── EXCERPTED DATA
//! protoc-gen-openapiv3 CLI
//!
//! Run without a subcommand, the binary speaks the protoc plugin protocol:
//! a `CodeGeneratorRequest` on stdin, a `CodeGeneratorResponse` on stdout.
//! The subcommands work offline on a descriptor set file.

use anyhow::{Context, Result};
use clap::{Parser, Subcommand};
use colored::*;
use prost::Message;
use prost_types::compiler::{code_generator_response, CodeGeneratorResponse};
use protoc_gen_openapiv3_common::{parse_servers, ApiDefinition, PluginOptions};
use protoc_gen_openapiv3_generator::{resolve_binding, FsSink, OpenApiGenerator};
use protoc_gen_openapiv3_parser::ProtobufParser;
use std::io::{self, Read, Write};
use std::path::{Path, PathBuf};
use tracing_subscriber::EnvFilter;

#[derive(Parser)]
#[command(name = "protoc-gen-openapiv3")]
#[command(
    version,
    about = "Generate OpenAPI 3.0 documents from annotated protobuf services",
    long_about = "Without a subcommand this runs as a protoc plugin:\n  \
        protoc --openapiv3_out=. --openapiv3_opt=openapi_out_path=docs service.proto"
)]
struct Cli {
    #[command(subcommand)]
    command: Option<Commands>,

    /// Enable verbose output
    #[arg(short, long, global = true)]
    verbose: bool,
}

#[derive(Subcommand)]
enum Commands {
    /// Generate openapi.yaml from a FileDescriptorSet
    #[command(after_help = "EXAMPLES:\n  \
        # Build the descriptor set\n  \
        protoc --include_imports --descriptor_set_out=shop.pb -I proto shop/v1/shop.proto\n\n  \
        # Generate into ./docs\n  \
        protoc-gen-openapiv3 generate \\\n    \
        --descriptor-set shop.pb \\\n    \
        --file shop/v1/shop.proto \\\n    \
        --output ./docs \\\n    \
        --servers 'https://api.example.com|Production'")]
    Generate {
        /// Path to the binary FileDescriptorSet
        #[arg(short, long)]
        descriptor_set: PathBuf,

        /// Proto files whose services are documented (all when omitted)
        #[arg(short, long = "file")]
        files: Vec<String>,

        /// Output directory (current directory when omitted)
        #[arg(short, long)]
        output: Option<PathBuf>,

        /// Servers as `url|description;url2|description2`
        #[arg(long)]
        servers: Option<String>,
    },

    /// Display the services, methods and HTTP bindings of a FileDescriptorSet
    Inspect {
        /// Path to the binary FileDescriptorSet
        #[arg(short, long)]
        descriptor_set: PathBuf,

        /// Dump the resolved definition as JSON
        #[arg(long)]
        json: bool,
    },
}

fn main() -> Result<()> {
    let cli = Cli::parse();
    init_tracing(cli.verbose);

    match cli.command {
        None => plugin_command()?,
        Some(Commands::Generate {
            descriptor_set,
            files,
            output,
            servers,
        }) => {
            generate_command(
                descriptor_set.as_path(),
                files,
                output,
                servers.as_deref(),
                cli.verbose,
            )?;
        }
        Some(Commands::Inspect {
            descriptor_set,
            json,
        }) => {
            inspect_command(descriptor_set.as_path(), json, cli.verbose)?;
        }
    }

    Ok(())
}

/// Logs go to stderr; stdout carries the plugin response
fn init_tracing(verbose: bool) {
    let default_filter = if verbose { "debug" } else { "warn" };
    let filter =
        EnvFilter::try_from_default_env().unwrap_or_else(|_| EnvFilter::new(default_filter));

    tracing_subscriber::fmt()
        .with_env_filter(filter)
        .with_writer(io::stderr)
        .init();
}

fn plugin_command() -> Result<()> {
    let mut input = Vec::new();
    io::stdin()
        .read_to_end(&mut input)
        .context("Failed to read CodeGeneratorRequest from stdin")?;

    let response = handle_request(&input);

    let mut stdout = io::stdout().lock();
    stdout
        .write_all(&response.encode_to_vec())
        .context("Failed to write CodeGeneratorResponse")?;
    stdout.flush().context("Failed to flush stdout")?;

    Ok(())
}

/// Answer one plugin request
///
/// Generation failures are reported to protoc through the response's
/// `error` field.
fn handle_request(input: &[u8]) -> CodeGeneratorResponse {
    let mut response = CodeGeneratorResponse {
        supported_features: Some(code_generator_response::Feature::Proto3Optional as u64),
        ..Default::default()
    };

    if let Err(e) = generate_from_request(input) {
        tracing::error!(error = %format!("{:#}", e), "generation failed");
        response.error = Some(format!("{:#}", e));
    }

    response
}

fn generate_from_request(input: &[u8]) -> Result<PathBuf> {
    let parser = ProtobufParser::from_code_generator_request(input)
        .context("Failed to decode CodeGeneratorRequest")?;
    let options = PluginOptions::parse(parser.parameter().unwrap_or_default());
    let api = parser.parse().context("Failed to resolve descriptors")?;

    let path = OpenApiGenerator::new(api, options)
        .write(&FsSink)
        .context("Failed to generate OpenAPI document")?;

    tracing::info!(path = %path.display(), "wrote OpenAPI document");
    Ok(path)
}

fn load_definition(descriptor_set: &Path, files: Vec<String>) -> Result<ApiDefinition> {
    let parser = ProtobufParser::from_file(descriptor_set)
        .context("Failed to load FileDescriptorSet")?
        .with_files_to_generate(files);
    parser
        .parse()
        .context("Failed to resolve FileDescriptorSet")
}

fn generate_command(
    descriptor_set: &Path,
    files: Vec<String>,
    output: Option<PathBuf>,
    servers: Option<&str>,
    verbose: bool,
) -> Result<()> {
    println!(
        "{} Reading descriptor set: {}",
        "→".cyan(),
        descriptor_set.display()
    );

    let api = load_definition(descriptor_set, files)?;
    println!(
        "{} Resolved {} services, {} messages",
        "✓".green(),
        api.services.len(),
        api.messages.len()
    );

    let options = PluginOptions {
        openapi_out_path: output,
        servers: servers.map(parse_servers).unwrap_or_default(),
    };

    if verbose {
        println!("  Output: {}", options.output_file().display());
        for server in &options.servers {
            println!("  Server: {}", server.url);
        }
    }

    println!("{} Generating OpenAPI document...", "→".cyan());
    let path = OpenApiGenerator::new(api, options)
        .write(&FsSink)
        .context("Failed to generate OpenAPI document")?;

    println!("\n{}", "✓ Generation complete!".green().bold());
    println!("  📄 {}", path.display());

    Ok(())
}

fn inspect_command(descriptor_set: &Path, json: bool, verbose: bool) -> Result<()> {
    let api = load_definition(descriptor_set, Vec::new())?;

    if json {
        let rendered =
            serde_json::to_string_pretty(&api).context("Failed to serialize definition")?;
        println!("{}", rendered);
        return Ok(());
    }

    println!("{}", "Services:".bold());
    for service in &api.services {
        println!("  • {} ({})", service.display_name().cyan(), service.full_name);

        for method in &service.methods {
            match resolve_binding(method.http_rule.as_ref()) {
                Some(binding) => println!(
                    "    {} {} {}",
                    method.name,
                    binding.verb.as_str().to_uppercase().yellow(),
                    binding.template
                ),
                None => println!("    {} {}", method.name, "(no HTTP binding)".dimmed()),
            }

            if verbose {
                println!("      Request: {}", method.input_type);
                println!("      Response: {}", method.output_type);
                if method.options.skip_token {
                    println!("      Auth: {}", "skipped".yellow());
                }
            }
        }
    }

    println!("\n  Messages: {}", api.messages.len());
    println!("  Enums: {}", api.enums.len());

    Ok(())
}

#[cfg(test)]
mod tests {
    use super::*;
    use prost_types::compiler::CodeGeneratorRequest;
    use prost_types::{
        field_descriptor_proto, DescriptorProto, FieldDescriptorProto, FileDescriptorProto,
        MethodDescriptorProto, ServiceDescriptorProto,
    };

    fn ping_file() -> FileDescriptorProto {
        FileDescriptorProto {
            name: Some("ping.proto".to_string()),
            package: Some("ping".to_string()),
            message_type: vec![DescriptorProto {
                name: Some("Ping".to_string()),
                field: vec![FieldDescriptorProto {
                    name: Some("id".to_string()),
                    json_name: Some("id".to_string()),
                    number: Some(1),
                    label: Some(field_descriptor_proto::Label::Optional as i32),
                    r#type: Some(field_descriptor_proto::Type::String as i32),
                    ..Default::default()
                }],
                ..Default::default()
            }],
            service: vec![ServiceDescriptorProto {
                name: Some("PingService".to_string()),
                method: vec![MethodDescriptorProto {
                    name: Some("Ping".to_string()),
                    input_type: Some(".ping.Ping".to_string()),
                    output_type: Some(".ping.Ping".to_string()),
                    ..Default::default()
                }],
                ..Default::default()
            }],
            syntax: Some("proto3".to_string()),
            ..Default::default()
        }
    }

    #[test]
    fn test_cli_parses_without_subcommand() {
        let cli = Cli::try_parse_from(["protoc-gen-openapiv3"]).unwrap();
        assert!(cli.command.is_none());

        let cli = Cli::try_parse_from([
            "protoc-gen-openapiv3",
            "generate",
            "--descriptor-set",
            "shop.pb",
            "--file",
            "a.proto",
            "--file",
            "b.proto",
        ])
        .unwrap();
        match cli.command {
            Some(Commands::Generate { files, output, .. }) => {
                assert_eq!(files, vec!["a.proto", "b.proto"]);
                assert_eq!(output, None);
            }
            _ => panic!("expected generate"),
        }
    }

    #[test]
    fn test_handle_request_writes_document() {
        let temp_dir = tempfile::TempDir::new().unwrap();
        let out_dir = temp_dir.path().join("docs");

        let request = CodeGeneratorRequest {
            file_to_generate: vec!["ping.proto".to_string()],
            parameter: Some(format!("openapi_out_path={}", out_dir.display())),
            proto_file: vec![ping_file()],
            ..Default::default()
        };

        let response = handle_request(&request.encode_to_vec());
        assert_eq!(response.error, None);
        assert_eq!(response.supported_features, Some(1));
        assert!(response.file.is_empty());

        let contents = std::fs::read_to_string(out_dir.join("openapi.yaml")).unwrap();
        assert!(contents.contains("ping.Ping"));
        assert!(contents.contains("BearerAuth"));
    }

    #[test]
    fn test_handle_request_reports_errors() {
        let response = handle_request(b"\xff\xff\xff");
        assert!(response.error.is_some());
        assert_eq!(response.supported_features, Some(1));
    }
}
────
» EXERCISE AIM
Set down, word for word, each line from the top of the records above through the line with "OpenAPI 3.0 documents".

» ANSWER BELOW
//! protoc-gen-openapiv3 CLI
//!
//! Run without a subcommand, the binary speaks the protoc plugin protocol:
//! a `CodeGeneratorRequest` on stdin, a `CodeGeneratorResponse` on stdout.
//! The subcommands work offline on a descriptor set file.

use anyhow::{Context, Result};
use clap::{Parser, Subcommand};
use colored::*;
use prost::Message;
use prost_types::compiler::{code_generator_response, CodeGeneratorResponse};
use protoc_gen_openapiv3_common::{parse_servers, ApiDefinition, PluginOptions};
use protoc_gen_openapiv3_generator::{resolve_binding, FsSink, OpenApiGenerator};
use protoc_gen_openapiv3_parser::ProtobufParser;
use std::io::{self, Read, Write};
use std::path::{Path, PathBuf};
use tracing_subscriber::EnvFilter;

#[derive(Parser)]
#[command(name = "protoc-gen-openapiv3")]
#[command(
    version,
    about = "Generate OpenAPI 3.0 documents from annotated protobuf services",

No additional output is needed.